*Your task*:
Whenever a line contains the string "disconnecting", copy it out of the entries.

*Available data*:
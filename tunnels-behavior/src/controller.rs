//! Attachment controller.
//!
//! [`BehaviorHandle`] wraps a [`Behavior`] and drives its lifecycle:
//!
//! ```text
//! Unattached ──attach──► Attached ──detach──► Detached
//!                           │
//!                           └─ setup skipped if the peer is already
//!                              disconnecting, offline or failed
//! ```
//!
//! `Detached` is terminal. A new attachment needs a fresh clone.
//!
//! The behavior, the attachment and the resource registry sit behind one
//! mutex, so "is attached" and "attached to whom" can't disagree and
//! attach/detach on the same handle never interleave.

use std::fmt;
use std::sync::{Arc, Weak};

use parking_lot::Mutex;

use crate::behavior::{AttachContext, Behavior, DetachContext};
use crate::error::{BehaviorError, BehaviorResult};
use crate::peer::{PeerConnection, PeerId};
use crate::resource::{ReleaseReport, Resource, ResourceRegistry};

/// Observable attachment phase of a handle.
#[derive(Debug, Clone, Copy, PartialEq, Eq)]
pub enum AttachPhase {
    /// Never attached.
    Unattached,
    /// Attached to a peer.
    Attached {
        /// The peer attached to.
        peer: PeerId,
        /// False when the peer was already disconnected at attach time.
        setup_ran: bool,
    },
    /// Detached. The handle can't be attached again.
    Detached,
}

/// Result of a detach that did something.
#[derive(Debug, Clone, PartialEq, Eq)]
pub struct DetachReport {
    /// The peer that was detached from.
    pub peer: PeerId,
    /// Whether setup had run for this attachment.
    pub setup_ran: bool,
    /// Error returned by the teardown hook, if any.
    pub teardown_error: Option<BehaviorError>,
    /// Outcome of releasing the registered resources.
    pub release: ReleaseReport,
}

/// Result of [`BehaviorHandle::detach`].
#[derive(Debug, Clone, PartialEq, Eq)]
pub enum DetachOutcome {
    /// The handle wasn't attached; nothing happened.
    NotAttached,
    /// The handle was detached.
    Detached(DetachReport),
}

impl DetachOutcome {
    /// Get the report if a detach happened.
    pub fn report(&self) -> Option<&DetachReport> {
        match self {
            DetachOutcome::NotAttached => None,
            DetachOutcome::Detached(report) => Some(report),
        }
    }

    /// Check if a detach happened.
    pub fn is_detached(&self) -> bool {
        matches!(self, DetachOutcome::Detached(_))
    }
}

enum Attachment {
    Unattached,
    Attached {
        peer: Arc<dyn PeerConnection>,
        setup_ran: bool,
    },
    Detached,
}

struct AttachmentState<B> {
    behavior: B,
    attachment: Attachment,
    resources: ResourceRegistry,
}

/// A behavior instance together with its attachment state.
///
/// Cloning a handle clones the behavior's configuration into a new,
/// unattached handle with an empty registry. The source's peer and
/// resources are never shared.
pub struct BehaviorHandle<B: Behavior> {
    state: Mutex<AttachmentState<B>>,
}

impl<B: Behavior> BehaviorHandle<B> {
    /// Wrap a behavior in an unattached handle.
    pub fn new(behavior: B) -> Self {
        Self {
            state: Mutex::new(AttachmentState {
                behavior,
                attachment: Attachment::Unattached,
                resources: ResourceRegistry::new(),
            }),
        }
    }

    /// Name of the wrapped behavior kind.
    pub fn kind(&self) -> &'static str {
        B::KIND
    }

    /// Attach to a peer.
    ///
    /// If the peer is already disconnecting, offline or failed, the handle
    /// records the peer and returns without running setup. `detach` must
    /// still be called to clear it.
    ///
    /// A setup error is returned as-is. The handle stays attached and keeps
    /// whatever setup registered, so `detach` cleans up.
    pub fn attach(&self, peer: Arc<dyn PeerConnection>) -> BehaviorResult<()> {
        let mut guard = self.state.lock();
        let state = &mut *guard;

        match &state.attachment {
            Attachment::Attached { peer: current, .. } => {
                return Err(BehaviorError::AlreadyAttached { peer: current.id() });
            }
            Attachment::Detached => return Err(BehaviorError::Retired),
            Attachment::Unattached => {}
        }

        let peer_id = peer.id();
        let peer_state = peer.state();
        if peer_state.is_disconnected() {
            state.attachment = Attachment::Attached {
                peer,
                setup_ran: false,
            };
            tracing::debug!(
                peer = %peer_id,
                behavior = B::KIND,
                state = %peer_state,
                "Peer already disconnected, skipping behavior setup"
            );
            return Ok(());
        }

        state.attachment = Attachment::Attached {
            peer: peer.clone(),
            setup_ran: true,
        };

        let mut ctx = AttachContext::new(&peer, &mut state.resources);
        if let Err(e) = state.behavior.setup(&mut ctx) {
            tracing::warn!(
                peer = %peer_id,
                behavior = B::KIND,
                error = %e,
                "Behavior setup failed"
            );
            return Err(e);
        }

        tracing::debug!(
            peer = %peer_id,
            behavior = B::KIND,
            resources = state.resources.len(),
            "Behavior attached"
        );
        Ok(())
    }

    /// Attach through a non-owning reference.
    ///
    /// Fails with [`BehaviorError::InvalidArgument`] if the peer is gone.
    pub fn attach_weak(&self, peer: &Weak<dyn PeerConnection>) -> BehaviorResult<()> {
        let peer = peer.upgrade().ok_or_else(|| {
            BehaviorError::InvalidArgument("peer connection no longer exists".to_string())
        })?;
        self.attach(peer)
    }

    /// Detach from the peer.
    ///
    /// Does nothing if the handle isn't attached. Otherwise runs teardown,
    /// releases every registered resource in registration order and clears
    /// the peer. Resources are released even if teardown fails.
    pub fn detach(&self) -> DetachOutcome {
        let mut guard = self.state.lock();
        Self::detach_locked(&mut guard)
    }

    fn detach_locked(state: &mut AttachmentState<B>) -> DetachOutcome {
        let (peer, setup_ran) =
            match std::mem::replace(&mut state.attachment, Attachment::Detached) {
                Attachment::Attached { peer, setup_ran } => (peer, setup_ran),
                other => {
                    state.attachment = other;
                    return DetachOutcome::NotAttached;
                }
            };

        // Moved out first: if teardown unwinds, dropping the registry still
        // releases everything.
        let mut resources = std::mem::take(&mut state.resources);

        let peer_id = peer.id();
        let mut ctx = DetachContext::new(&peer, setup_ran);
        let teardown_error = state.behavior.teardown(&mut ctx).err();
        if let Some(e) = &teardown_error {
            tracing::warn!(
                peer = %peer_id,
                behavior = B::KIND,
                error = %e,
                "Behavior teardown failed"
            );
        }

        let release = resources.release_all();

        tracing::debug!(
            peer = %peer_id,
            behavior = B::KIND,
            released = release.released,
            failures = release.failures.len(),
            "Behavior detached"
        );

        DetachOutcome::Detached(DetachReport {
            peer: peer_id,
            setup_ran,
            teardown_error,
            release,
        })
    }

    /// Register a resource to release at detach.
    ///
    /// On an unattached handle the resource is released immediately and
    /// [`BehaviorError::NotAttached`] is returned.
    pub fn register_resource(&self, mut resource: Box<dyn Resource>) -> BehaviorResult<()> {
        let mut state = self.state.lock();
        if !matches!(state.attachment, Attachment::Attached { .. }) {
            drop(state);
            if let Err(e) = resource.release() {
                tracing::warn!(
                    resource = %resource.describe(),
                    error = %e,
                    "Failed to release resource registered on unattached behavior"
                );
            }
            return Err(BehaviorError::NotAttached);
        }
        state.resources.register(resource);
        Ok(())
    }

    /// Fail with [`BehaviorError::ConfigurationAfterAttach`] if attached.
    pub fn assert_not_attached(&self) -> BehaviorResult<()> {
        let state = self.state.lock();
        Self::check_not_attached(&state)
    }

    fn check_not_attached(state: &AttachmentState<B>) -> BehaviorResult<()> {
        match state.attachment {
            Attachment::Attached { .. } => Err(BehaviorError::ConfigurationAfterAttach),
            _ => Ok(()),
        }
    }

    /// Mutate the behavior's configuration.
    ///
    /// Fails with [`BehaviorError::ConfigurationAfterAttach`] once attached.
    pub fn configure<R>(&self, f: impl FnOnce(&mut B) -> R) -> BehaviorResult<R> {
        let mut state = self.state.lock();
        Self::check_not_attached(&state)?;
        Ok(f(&mut state.behavior))
    }

    /// Read the behavior.
    pub fn with_behavior<R>(&self, f: impl FnOnce(&B) -> R) -> R {
        let state = self.state.lock();
        f(&state.behavior)
    }

    /// The peer this handle is attached to.
    pub fn attached_peer(&self) -> Option<Arc<dyn PeerConnection>> {
        match &self.state.lock().attachment {
            Attachment::Attached { peer, .. } => Some(peer.clone()),
            _ => None,
        }
    }

    /// Current attachment phase.
    pub fn phase(&self) -> AttachPhase {
        match &self.state.lock().attachment {
            Attachment::Unattached => AttachPhase::Unattached,
            Attachment::Attached { peer, setup_ran } => AttachPhase::Attached {
                peer: peer.id(),
                setup_ran: *setup_ran,
            },
            Attachment::Detached => AttachPhase::Detached,
        }
    }

    /// Check if the handle is attached.
    pub fn is_attached(&self) -> bool {
        matches!(self.phase(), AttachPhase::Attached { .. })
    }

    /// Number of resources awaiting release.
    pub fn resource_count(&self) -> usize {
        self.state.lock().resources.len()
    }
}

impl<B: Behavior> Clone for BehaviorHandle<B> {
    fn clone(&self) -> Self {
        Self::new(self.with_behavior(B::clone_config))
    }
}

impl<B: Behavior> Drop for BehaviorHandle<B> {
    fn drop(&mut self) {
        let state = self.state.get_mut();
        let peer_id = match &state.attachment {
            Attachment::Attached { peer, .. } => peer.id(),
            _ => return,
        };

        // A teardown that panics here would abort the process. Only release.
        if std::thread::panicking() {
            state.attachment = Attachment::Detached;
            let release = std::mem::take(&mut state.resources).release_all();
            tracing::warn!(
                peer = %peer_id,
                behavior = B::KIND,
                released = release.released,
                failures = release.failures.len(),
                "Behavior dropped while panicking, teardown skipped"
            );
            return;
        }

        tracing::debug!(peer = %peer_id, behavior = B::KIND, "Detaching behavior on drop");
        Self::detach_locked(state);
    }
}

impl<B: Behavior> fmt::Debug for BehaviorHandle<B> {
    fn fmt(&self, f: &mut fmt::Formatter<'_>) -> fmt::Result {
        f.debug_struct("BehaviorHandle")
            .field("kind", &B::KIND)
            .field("phase", &self.phase())
            .field("resources", &self.resource_count())
            .finish()
    }
}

*Answer area*:
//!                              disconnecting, offline or failed
    /// If the peer is already disconnecting, offline or failed, the handle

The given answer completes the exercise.